The Double Wrap is an impressively built cigar — I think I counted 4 or 5 wraps at the head of this thing. Unfortunately it was unsmokeable. I fought with it for the first inch or so, but the draw was just too tight and what flavors I could get were sharp and metallic. I had to pitch this one and move on to the next.
The CL3 is 100% “first-generation” Cuban-seed Corojo, and it was probably the most interesting smoke in the sampler. It starts up with a peppery bite and a nice caramel accent. The smoke seems a little thin, but the aroma is quite unusual — the only descriptor I could come up with was “gamey.” It burns slowly and is extremely well-behaved for a blend with so much ligero. The only issue I had was the thin smoke body, which is way over-matched by the power of the cigar. This stick has too much nicotine for me, but I did enjoy its distinctive aroma.
The Nicaraguan smokes like a maduro, but it has more kick to it than the Maduro blend. This is also a nice looking stick, and while the draw is a bit tight at first it opens up after a half-inch or so. Moderately spiced with black pepper and accompanied by some caramel sweetness on the nose, it’s nicely balanced. Chocolate flavors appear in the second half and it gets a bit rough on the throat. It’s not terribly complex, but there’s enough here to keep my interest for the duration of the cigar. A good medium-full bodied smoke.
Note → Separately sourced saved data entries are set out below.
// File: crates/ticktick-core/src/theme.rs
// Summary: Light/Dark theming for chart rendering colors.

use skia_safe as skia;

use crate::series::SeriesRole;

#[derive(Clone, Copy, Debug)]
pub struct Theme {
    pub name: &'static str,
    pub background: skia::Color,
    pub grid: skia::Color,
    pub axis_line: skia::Color,
    pub axis_label: skia::Color,
    pub tick: skia::Color,
    pub price_stroke: skia::Color,
    pub overlay_stroke: skia::Color,
}

impl Theme {
    pub fn dark() -> Self {
        Self {
            name: "dark",
            background: skia::Color::from_argb(255, 18, 18, 20),
            grid: skia::Color::from_argb(255, 40, 40, 45),
            axis_line: skia::Color::from_argb(255, 180, 180, 190),
            axis_label: skia::Color::from_argb(255, 235, 235, 245),
            tick: skia::Color::from_argb(255, 150, 150, 160),
            price_stroke: skia::Color::from_argb(255, 64, 160, 255),
            overlay_stroke: skia::Color::from_argb(255, 0xff, 0xaa, 0x00),
        }
    }

    pub fn light() -> Self {
        Self {
            name: "light",
            background: skia::Color::from_argb(255, 250, 250, 252),
            grid: skia::Color::from_argb(255, 230, 230, 235),
            axis_line: skia::Color::from_argb(255, 60, 60, 70),
            axis_label: skia::Color::from_argb(255, 20, 20, 30),
            tick: skia::Color::from_argb(255, 100, 100, 110),
            price_stroke: skia::Color::from_argb(255, 32, 120, 200),
            overlay_stroke: skia::Color::from_argb(255, 0xe0, 0x90, 0x00),
        }
    }

    pub fn stroke_for(&self, role: SeriesRole) -> skia::Color {
        match role {
            SeriesRole::Primary => self.price_stroke,
            SeriesRole::Overlay => self.overlay_stroke,
        }
    }
}

impl Default for Theme {
    fn default() -> Self { Self::dark() }
}

/// Return a list of built-in theme presets.
pub fn presets() -> Vec<Theme> {
    vec![Theme::dark(), Theme::light()]
}

/// Find a theme by its `name`, falling back to dark.
pub fn find(name: &str) -> Theme {
    presets()
        .into_iter()
        .find(|t| t.name.eq_ignore_ascii_case(name))
        .unwrap_or_else(Theme::dark)
}
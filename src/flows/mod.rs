pub mod portfolio;
pub mod projects;
pub mod tasks;

use std::path::{Path, PathBuf};

use serde::Serialize;

use crate::batch::{run_batch, FailurePolicy, RowJob, Tally};
use crate::error::Result;
use crate::input::{read_rows, InputRow};
use crate::report::{write_reports, ReportPaths};
use crate::validate::validate_rows;

/// Per-invocation knobs shared by every batch flow.
#[derive(Debug, Clone)]
pub struct BatchOptions {
    pub input: PathBuf,
    pub output_dir: PathBuf,
    pub policy: FailurePolicy,
    pub dry_run: bool,
}

#[derive(Debug, Clone, PartialEq, Eq)]
pub struct RunSummary {
    pub rows: usize,
    pub tally: Tally,
    /// `None` for dry runs.
    pub reports: Option<ReportPaths>,
}

fn load_rows(path: &Path, required: &[&str]) -> Result<Vec<InputRow>> {
    let rows = read_rows(path)?;
    validate_rows(&rows, required, path)?;
    Ok(rows)
}

async fn execute<J: RowJob>(
    rows: &[InputRow],
    opts: &BatchOptions,
    job: &J,
    report_stem: &str,
) -> Result<RunSummary> {
    let outcomes = run_batch(rows, opts.policy, job).await?;
    let paths = ReportPaths::in_dir(&opts.output_dir, report_stem);
    write_reports(&outcomes, &paths)?;
    Ok(RunSummary {
        rows: rows.len(),
        tally: Tally::of(&outcomes),
        reports: Some(paths),
    })
}

fn print_payload<P: Serialize>(row: &InputRow, payload: &P) -> Result<()> {
    println!("line {}: {}", row.line(), serde_json::to_string(payload)?);
    Ok(())
}

fn dry_run_summary(rows: &[InputRow]) -> RunSummary {
    RunSummary {
        rows: rows.len(),
        tally: Tally::default(),
        reports: None,
    }
}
I’d recommend the Connecticut to anyone who appreciates fine shade wrappers. It’s another handsome cigar, and even though the draw was again a little tight it was otherwise well constructed. In most ways it’s typical of Ecuadorian Connecticut — creamy with floral notes, but at one point I thought I could detect apple notes. That was unexpected. In the home stretch it’s mostly nuts and creamy shade-grown goodness. Another really decent smoke.
The Maduro, Nicaraguan, and Connecticut cigars are available in different weights — mild, medium, and full. I honestly don’t know which these were, but I would have to guess they were either medium or full. The Connecticut in particular was quite chewy for this style of cigar.
I wasn’t blown away by any of these cigars, but I wasn’t disappointed either. (It wouldn’t be fair to direct the full force of my derision on the Double Wrap after one bad stick. This time it will merely receive an indifferent shrug.) For two to three dollars per stick I could see picking up a box or two — probably the Nicaraguan or maybe the Maduro.
These are great value cigars, at least while they’re still around. I had discounted Arganese cigars as a trendy upstart, but I’m happy to report that there is more behind these blends than just a cheesy ad campaign. After smoking all of five cigars from this outfit I’ll be interested to see what’s next on the horizon for them.